If you are playing pop songs, do you just let one end then play the next? Not sure what to do for parties and events.
Not really, I feel like it'd get boring that way. You should try transitioning about 50-75% through the songs.
You rehearse and try out combinations. There are many ways to make transitions, not just the itunes list style.
can any tutorials on it or examples?
I think any good DJ knows that Pop is difficult because there are vocals pretty much all the way through from start to finish - and often times they annoyingly start just before the 1 so it's obvious if you just try to cutover. There are several ways to address this:
* Create your own, or get edits of these tracks that add an 8-bar intro of just filler beat. Start the intro at any point where it makes sense, and on the final bar before the song starts echo out, backspin, etc. the song you're ending and boom - you're on to the next track.
* At the end of the hook, slowly and gradually high pass filter the final bar while lowering the volume and while simultaneously starting the next track at a point that makes sense. You'll have a split second of overlapping vocals but it'll be far from a trainwreck and as long as they are matching keys it usually comes out sounding pretty good.
It's really a hard question to answer being that it all depends on the songs you're trying to mix, and when, and how.
There are record pools that have intros of just a flat beat so you can mix in the track and then switch before the other track ends.
Also, it depends on where you are playing. I am a mobile DJ and play at weddings, so cutting half of a pop song out will throw the dance floor for a loop because they know and love the track you are playing and getting down to it. I play the whole track, but mix in right as the first track ends it last vocals.
Yes, it all depends but I wouldn't say cutting a track would throw a dance floor. When it's done right it builds the dance floor.
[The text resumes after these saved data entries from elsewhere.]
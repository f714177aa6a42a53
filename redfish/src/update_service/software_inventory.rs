// SPDX-FileCopyrightText: Copyright (c) 2025 NVIDIA CORPORATION & AFFILIATES. All rights reserved.
// SPDX-License-Identifier: Apache-2.0
//
// Licensed under the Apache License, Version 2.0 (the "License");
// you may not use this file except in compliance with the License.
// You may obtain a copy of the License at
//
// http://www.apache.org/licenses/LICENSE-2.0
//
// Unless required by applicable law or agreed to in writing, software
// distributed under the License is distributed on an "AS IS" BASIS,
// WITHOUT WARRANTIES OR CONDITIONS OF ANY KIND, either express or implied.
// See the License for the specific language governing permissions and
// limitations under the License.

use crate::resource::FromBase;
use crate::resource::Resource;
use crate::resource::ResourceBase;
use crate::resource::Status;
use crate::Error;
use rsfish_core::Bmc;
use serde::Deserialize;
use serde::Serialize;

/// Data of a software inventory item.
#[derive(Debug, Clone, Default, PartialEq, Serialize, Deserialize)]
#[serde(rename_all = "PascalCase")]
pub struct SoftwareInventoryData {
    /// Version of the software.
    pub version: Option<String>,
    /// Whether the software can be updated.
    pub updateable: Option<bool>,
    /// Manufacturer.
    pub manufacturer: Option<String>,
    /// Release date.
    pub release_date: Option<String>,
    /// Vendor identifier of the software.
    #[serde(rename = "SoftwareId")]
    pub software_id: Option<String>,
    /// Lowest version a downgrade may go to.
    pub lowest_supported_version: Option<String>,
    /// Status of the item.
    pub status: Option<Status>,
}

#[derive(Deserialize)]
struct SoftwareInventorySchema {
    #[serde(flatten)]
    data: SoftwareInventoryData,
}

/// Represents a software inventory item in the update service.
///
/// Provides access to software version information and metadata.
pub struct SoftwareInventory<B: Bmc> {
    base: ResourceBase<B>,
    /// Decoded inventory data.
    pub data: SoftwareInventoryData,
}

impl<B: Bmc> FromBase<B> for SoftwareInventory<B> {
    fn from_base(base: ResourceBase<B>) -> Result<Self, Error<B>> {
        let SoftwareInventorySchema { data } = base.decode()?;
        Ok(Self { base, data })
    }
}

impl<B: Bmc> Resource<B> for SoftwareInventory<B> {
    fn base(&self) -> &ResourceBase<B> {
        &self.base
    }
}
No one needs to hear the last verse of Jump Around House of Pain, there's a little instrumental section before it, Shake That Arse fits perfectly over the top of it. No one needs to hear the last verse of Shake That Arse. Both big party songs. Where as Be faithful has more good bits towards the end, so cutting it will remove that experience.
I agree. Some songs people want to hear it all, some you can cut. I guess it all depends on the track.